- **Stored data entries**
Segment Open
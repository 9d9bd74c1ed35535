//! Foundation types for Tally, the carnival token ledger.
//!
//! This crate defines the vocabulary shared by every other Tally crate:
//! - Identifiers for users, transactions, and approval requests
//! - The role hierarchy (Student, Vendor, SubAdmin, Admin, SuperAdmin)
//! - Wallet, transaction, and approval-request records

pub mod error;
pub mod id;
pub mod records;
pub mod role;

pub use error::TypeError;
pub use id::{RequestId, TransactionId, UserId};
pub use records::{
    ApprovalRequest, ApprovalStatus, PublicUser, Transaction, TransactionKind, User, Wallet,
};
pub use role::Role;
use axum::extract::State;
use axum::Json;
use serde::{Deserialize, Serialize};
use tally_auth::{verify_password, AuthError};
use tally_ledger::LedgerReader;

use crate::error::ServerResult;
use crate::state::AppState;

#[derive(Debug, Deserialize)]
pub struct LoginRequest {
    pub username: String,
    pub password: String,
}

#[derive(Debug, Serialize)]
pub struct LoginResponse {
    pub token: String,
}

/// `POST /v1/auth/login`
///
/// An unknown username and a wrong password both answer the same way.
pub async fn login(
    State(state): State<AppState>,
    Json(body): Json<LoginRequest>,
) -> ServerResult<Json<LoginResponse>> {
    let user = state
        .ledger
        .find_by_username(&body.username)
        .map_err(|_| AuthError::InvalidCredentials)?;

    if !verify_password(&body.password, &user.password_hash) {
        tracing::warn!(username = %body.username, "failed login attempt");
        return Err(AuthError::InvalidCredentials.into());
    }

    let token = state
        .tokens
        .issue(user.id, user.role, state.config.token_ttl())?;
    tracing::info!(user = %user.id, role = %user.role, "login succeeded");
    Ok(Json(LoginResponse { token }))
}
Segment Closed
- **WORK ITEM**
Quote every line from the beginning of the entries up to and including the line that contains "if !verify_password(&body.password, &user.password_hash)".

- **ANSWER TO THE EXERCISE**
repository 9d9bd74c1ed35535
//! Foundation types for Tally, the carnival token ledger.
//!
//! This crate defines the vocabulary shared by every other Tally crate:
//! - Identifiers for users, transactions, and approval requests
//! - The role hierarchy (Student, Vendor, SubAdmin, Admin, SuperAdmin)
//! - Wallet, transaction, and approval-request records

pub mod error;
pub mod id;
pub mod records;
pub mod role;

pub use error::TypeError;
pub use id::{RequestId, TransactionId, UserId};
pub use records::{
    ApprovalRequest, ApprovalStatus, PublicUser, Transaction, TransactionKind, User, Wallet,
};
pub use role::Role;
use axum::extract::State;
use axum::Json;
use serde::{Deserialize, Serialize};
use tally_auth::{verify_password, AuthError};
use tally_ledger::LedgerReader;

use crate::error::ServerResult;
use crate::state::AppState;

#[derive(Debug, Deserialize)]
pub struct LoginRequest {
    pub username: String,
    pub password: String,
}

#[derive(Debug, Serialize)]
pub struct LoginResponse {
    pub token: String,
}

/// `POST /v1/auth/login`
///
/// An unknown username and a wrong password both answer the same way.
pub async fn login(
    State(state): State<AppState>,
    Json(body): Json<LoginRequest>,
) -> ServerResult<Json<LoginResponse>> {
    let user = state
        .ledger
        .find_by_username(&body.username)
        .map_err(|_| AuthError::InvalidCredentials)?;

    if !verify_password(&body.password, &user.password_hash) {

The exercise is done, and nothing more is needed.